• _Your goal_
In the entries below, how many lines include "AttestationType"? Reply with the number and nothing more.

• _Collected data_
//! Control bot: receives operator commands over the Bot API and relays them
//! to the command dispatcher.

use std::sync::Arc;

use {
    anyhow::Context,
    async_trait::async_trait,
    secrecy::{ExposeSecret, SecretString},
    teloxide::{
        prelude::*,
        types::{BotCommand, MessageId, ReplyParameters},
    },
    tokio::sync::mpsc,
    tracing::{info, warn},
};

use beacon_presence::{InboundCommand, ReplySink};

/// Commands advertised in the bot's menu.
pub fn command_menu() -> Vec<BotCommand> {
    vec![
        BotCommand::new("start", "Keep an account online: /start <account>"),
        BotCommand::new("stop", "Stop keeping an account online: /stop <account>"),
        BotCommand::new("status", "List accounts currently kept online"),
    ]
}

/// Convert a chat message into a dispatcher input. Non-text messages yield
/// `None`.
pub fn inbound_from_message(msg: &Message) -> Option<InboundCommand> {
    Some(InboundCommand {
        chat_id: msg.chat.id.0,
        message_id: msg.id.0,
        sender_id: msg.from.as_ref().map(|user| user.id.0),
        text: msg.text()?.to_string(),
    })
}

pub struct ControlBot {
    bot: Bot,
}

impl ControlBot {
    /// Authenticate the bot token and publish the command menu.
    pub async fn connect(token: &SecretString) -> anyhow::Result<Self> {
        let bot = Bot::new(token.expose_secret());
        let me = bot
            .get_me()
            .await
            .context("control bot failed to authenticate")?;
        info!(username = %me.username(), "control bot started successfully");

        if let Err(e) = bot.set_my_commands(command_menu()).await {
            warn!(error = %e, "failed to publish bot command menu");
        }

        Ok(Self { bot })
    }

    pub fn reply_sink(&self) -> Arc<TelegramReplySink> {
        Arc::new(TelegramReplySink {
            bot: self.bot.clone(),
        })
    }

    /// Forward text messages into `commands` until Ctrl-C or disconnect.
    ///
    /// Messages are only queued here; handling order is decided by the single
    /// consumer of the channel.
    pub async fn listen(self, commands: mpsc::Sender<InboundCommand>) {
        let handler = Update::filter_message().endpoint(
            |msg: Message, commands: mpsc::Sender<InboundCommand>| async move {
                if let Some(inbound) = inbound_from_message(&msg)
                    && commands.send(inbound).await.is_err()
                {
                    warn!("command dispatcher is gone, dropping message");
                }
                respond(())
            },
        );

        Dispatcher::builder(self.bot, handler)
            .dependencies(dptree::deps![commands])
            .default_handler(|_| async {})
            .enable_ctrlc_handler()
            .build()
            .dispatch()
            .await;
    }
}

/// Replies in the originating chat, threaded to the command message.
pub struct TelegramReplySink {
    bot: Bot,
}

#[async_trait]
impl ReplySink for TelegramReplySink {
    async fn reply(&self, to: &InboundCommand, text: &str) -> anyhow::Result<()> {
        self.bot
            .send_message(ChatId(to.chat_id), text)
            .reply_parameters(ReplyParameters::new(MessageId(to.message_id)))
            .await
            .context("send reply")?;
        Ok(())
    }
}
...
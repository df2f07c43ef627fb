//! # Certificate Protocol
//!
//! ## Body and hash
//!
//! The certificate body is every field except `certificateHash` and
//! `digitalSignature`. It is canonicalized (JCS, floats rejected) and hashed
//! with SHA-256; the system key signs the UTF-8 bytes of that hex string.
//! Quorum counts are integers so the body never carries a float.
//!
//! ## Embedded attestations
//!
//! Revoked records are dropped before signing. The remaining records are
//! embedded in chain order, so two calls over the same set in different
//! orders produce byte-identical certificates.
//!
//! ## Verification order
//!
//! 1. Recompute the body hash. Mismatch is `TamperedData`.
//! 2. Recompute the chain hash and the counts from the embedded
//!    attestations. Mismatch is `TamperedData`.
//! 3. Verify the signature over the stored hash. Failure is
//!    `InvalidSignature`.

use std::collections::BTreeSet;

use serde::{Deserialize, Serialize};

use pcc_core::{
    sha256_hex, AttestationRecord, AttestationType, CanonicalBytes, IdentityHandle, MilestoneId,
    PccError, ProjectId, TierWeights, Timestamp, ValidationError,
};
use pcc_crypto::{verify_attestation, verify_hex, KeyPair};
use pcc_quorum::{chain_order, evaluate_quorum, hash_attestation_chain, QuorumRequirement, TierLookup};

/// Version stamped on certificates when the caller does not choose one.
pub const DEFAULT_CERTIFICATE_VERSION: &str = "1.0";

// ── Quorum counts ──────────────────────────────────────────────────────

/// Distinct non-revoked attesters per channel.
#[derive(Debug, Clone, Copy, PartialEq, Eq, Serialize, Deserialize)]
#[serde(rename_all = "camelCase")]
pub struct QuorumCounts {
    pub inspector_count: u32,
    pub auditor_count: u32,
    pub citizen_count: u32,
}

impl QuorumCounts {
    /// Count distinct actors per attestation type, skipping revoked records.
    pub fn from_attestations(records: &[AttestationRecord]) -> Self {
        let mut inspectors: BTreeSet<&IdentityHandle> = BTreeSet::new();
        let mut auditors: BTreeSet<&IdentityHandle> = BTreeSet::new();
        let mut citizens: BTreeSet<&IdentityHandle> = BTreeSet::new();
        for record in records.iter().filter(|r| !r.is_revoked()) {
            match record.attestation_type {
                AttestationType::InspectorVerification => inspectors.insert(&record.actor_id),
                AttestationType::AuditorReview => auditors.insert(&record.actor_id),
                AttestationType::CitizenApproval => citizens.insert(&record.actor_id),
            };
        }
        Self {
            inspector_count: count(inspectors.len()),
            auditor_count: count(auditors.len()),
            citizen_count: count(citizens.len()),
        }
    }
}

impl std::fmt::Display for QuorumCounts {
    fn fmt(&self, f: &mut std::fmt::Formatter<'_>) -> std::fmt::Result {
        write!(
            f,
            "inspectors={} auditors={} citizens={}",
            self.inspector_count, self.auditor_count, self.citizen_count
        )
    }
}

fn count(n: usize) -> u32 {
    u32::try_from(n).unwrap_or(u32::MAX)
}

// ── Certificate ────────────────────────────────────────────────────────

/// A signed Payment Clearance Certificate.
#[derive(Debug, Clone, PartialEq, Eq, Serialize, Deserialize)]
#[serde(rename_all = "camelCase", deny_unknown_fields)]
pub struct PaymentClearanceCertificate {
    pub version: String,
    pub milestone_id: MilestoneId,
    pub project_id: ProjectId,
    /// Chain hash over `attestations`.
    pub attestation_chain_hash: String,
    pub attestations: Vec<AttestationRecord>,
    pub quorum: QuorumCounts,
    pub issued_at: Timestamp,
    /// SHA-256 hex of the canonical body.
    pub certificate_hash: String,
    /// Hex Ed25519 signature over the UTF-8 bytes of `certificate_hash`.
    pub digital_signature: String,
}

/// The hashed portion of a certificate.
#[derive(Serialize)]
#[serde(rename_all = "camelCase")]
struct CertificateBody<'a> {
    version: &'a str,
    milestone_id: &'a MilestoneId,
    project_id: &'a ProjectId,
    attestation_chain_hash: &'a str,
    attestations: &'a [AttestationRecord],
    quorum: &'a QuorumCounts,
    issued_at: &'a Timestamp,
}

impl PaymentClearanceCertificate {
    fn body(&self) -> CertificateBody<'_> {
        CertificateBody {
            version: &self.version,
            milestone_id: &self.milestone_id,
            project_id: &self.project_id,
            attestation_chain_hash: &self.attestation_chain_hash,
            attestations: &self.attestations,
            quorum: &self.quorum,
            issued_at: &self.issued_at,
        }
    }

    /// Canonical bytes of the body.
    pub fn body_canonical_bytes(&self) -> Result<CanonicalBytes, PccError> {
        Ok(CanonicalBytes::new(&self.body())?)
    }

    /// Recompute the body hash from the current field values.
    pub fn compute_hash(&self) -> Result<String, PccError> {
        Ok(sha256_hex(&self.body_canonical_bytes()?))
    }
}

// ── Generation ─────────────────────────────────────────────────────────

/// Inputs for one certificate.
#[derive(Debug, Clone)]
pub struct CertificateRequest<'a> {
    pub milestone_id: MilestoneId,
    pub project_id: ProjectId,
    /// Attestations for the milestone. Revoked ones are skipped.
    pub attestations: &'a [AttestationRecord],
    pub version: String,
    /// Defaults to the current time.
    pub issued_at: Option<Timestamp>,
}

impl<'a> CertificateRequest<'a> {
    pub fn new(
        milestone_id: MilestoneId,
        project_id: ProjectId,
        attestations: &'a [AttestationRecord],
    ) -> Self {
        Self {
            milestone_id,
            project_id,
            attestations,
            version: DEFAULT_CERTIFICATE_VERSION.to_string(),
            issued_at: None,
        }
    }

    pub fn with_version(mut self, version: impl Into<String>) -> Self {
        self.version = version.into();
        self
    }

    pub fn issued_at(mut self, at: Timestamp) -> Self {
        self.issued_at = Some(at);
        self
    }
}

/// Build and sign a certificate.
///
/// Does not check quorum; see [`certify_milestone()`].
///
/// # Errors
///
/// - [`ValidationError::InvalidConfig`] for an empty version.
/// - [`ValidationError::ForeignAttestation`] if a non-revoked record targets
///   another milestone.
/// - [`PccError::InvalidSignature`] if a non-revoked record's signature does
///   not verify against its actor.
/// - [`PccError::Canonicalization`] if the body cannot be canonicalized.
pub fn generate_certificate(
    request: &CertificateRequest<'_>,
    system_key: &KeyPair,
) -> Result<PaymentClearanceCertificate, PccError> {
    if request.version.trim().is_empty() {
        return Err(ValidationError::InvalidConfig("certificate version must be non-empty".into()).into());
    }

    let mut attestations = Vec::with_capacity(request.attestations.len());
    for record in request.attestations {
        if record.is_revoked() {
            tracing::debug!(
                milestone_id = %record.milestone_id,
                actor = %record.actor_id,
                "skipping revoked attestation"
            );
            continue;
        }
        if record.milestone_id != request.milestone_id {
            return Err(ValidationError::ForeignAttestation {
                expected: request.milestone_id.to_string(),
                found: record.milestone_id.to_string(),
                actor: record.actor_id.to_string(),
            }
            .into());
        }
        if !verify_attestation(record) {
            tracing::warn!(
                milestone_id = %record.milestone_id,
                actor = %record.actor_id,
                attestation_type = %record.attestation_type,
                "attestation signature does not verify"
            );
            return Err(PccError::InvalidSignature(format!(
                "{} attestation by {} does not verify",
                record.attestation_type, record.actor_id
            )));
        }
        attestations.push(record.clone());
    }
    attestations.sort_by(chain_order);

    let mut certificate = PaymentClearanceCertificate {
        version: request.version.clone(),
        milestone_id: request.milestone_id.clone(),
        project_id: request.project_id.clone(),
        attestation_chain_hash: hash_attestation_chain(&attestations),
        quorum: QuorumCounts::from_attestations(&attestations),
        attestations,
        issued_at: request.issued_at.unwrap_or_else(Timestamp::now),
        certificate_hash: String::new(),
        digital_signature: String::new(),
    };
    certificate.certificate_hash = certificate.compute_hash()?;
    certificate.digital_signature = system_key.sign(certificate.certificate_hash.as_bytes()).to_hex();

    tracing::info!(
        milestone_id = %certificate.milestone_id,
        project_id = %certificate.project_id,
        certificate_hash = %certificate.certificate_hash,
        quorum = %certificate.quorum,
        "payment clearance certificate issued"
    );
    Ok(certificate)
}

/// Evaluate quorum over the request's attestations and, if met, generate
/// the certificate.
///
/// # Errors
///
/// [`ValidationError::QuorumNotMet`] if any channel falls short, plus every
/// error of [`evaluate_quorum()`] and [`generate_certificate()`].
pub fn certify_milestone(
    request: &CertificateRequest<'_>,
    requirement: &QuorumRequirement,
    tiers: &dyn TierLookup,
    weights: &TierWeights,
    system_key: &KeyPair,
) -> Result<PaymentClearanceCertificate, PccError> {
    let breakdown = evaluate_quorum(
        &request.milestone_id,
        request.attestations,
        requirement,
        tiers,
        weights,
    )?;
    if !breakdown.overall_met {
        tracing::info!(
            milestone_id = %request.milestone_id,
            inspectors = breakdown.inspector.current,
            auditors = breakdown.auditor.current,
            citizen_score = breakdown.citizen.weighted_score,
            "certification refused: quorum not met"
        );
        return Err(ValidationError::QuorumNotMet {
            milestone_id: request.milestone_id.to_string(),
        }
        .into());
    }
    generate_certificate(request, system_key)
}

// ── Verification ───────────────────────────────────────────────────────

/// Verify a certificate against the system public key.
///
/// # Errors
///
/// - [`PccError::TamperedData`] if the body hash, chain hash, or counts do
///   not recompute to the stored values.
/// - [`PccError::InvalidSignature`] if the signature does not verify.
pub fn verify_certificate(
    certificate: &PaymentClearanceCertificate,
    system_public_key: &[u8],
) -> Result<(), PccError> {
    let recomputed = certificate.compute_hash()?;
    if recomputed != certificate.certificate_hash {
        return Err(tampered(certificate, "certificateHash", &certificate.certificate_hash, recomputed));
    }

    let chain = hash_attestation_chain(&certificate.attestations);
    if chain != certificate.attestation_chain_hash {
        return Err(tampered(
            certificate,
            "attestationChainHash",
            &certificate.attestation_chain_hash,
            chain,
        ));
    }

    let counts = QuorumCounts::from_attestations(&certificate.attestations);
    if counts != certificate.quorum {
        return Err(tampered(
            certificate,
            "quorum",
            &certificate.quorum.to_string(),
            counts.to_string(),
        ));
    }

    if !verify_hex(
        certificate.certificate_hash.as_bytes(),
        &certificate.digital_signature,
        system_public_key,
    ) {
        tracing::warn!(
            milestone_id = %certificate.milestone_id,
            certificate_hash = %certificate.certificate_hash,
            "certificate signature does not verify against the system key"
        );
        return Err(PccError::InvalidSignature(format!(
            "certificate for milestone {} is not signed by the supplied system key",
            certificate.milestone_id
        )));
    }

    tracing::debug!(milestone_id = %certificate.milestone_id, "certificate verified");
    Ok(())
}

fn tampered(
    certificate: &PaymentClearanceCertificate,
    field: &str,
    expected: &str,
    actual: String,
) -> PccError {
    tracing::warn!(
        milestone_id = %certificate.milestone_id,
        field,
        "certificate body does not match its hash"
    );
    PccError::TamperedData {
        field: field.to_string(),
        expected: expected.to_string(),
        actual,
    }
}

• _Written solution_
4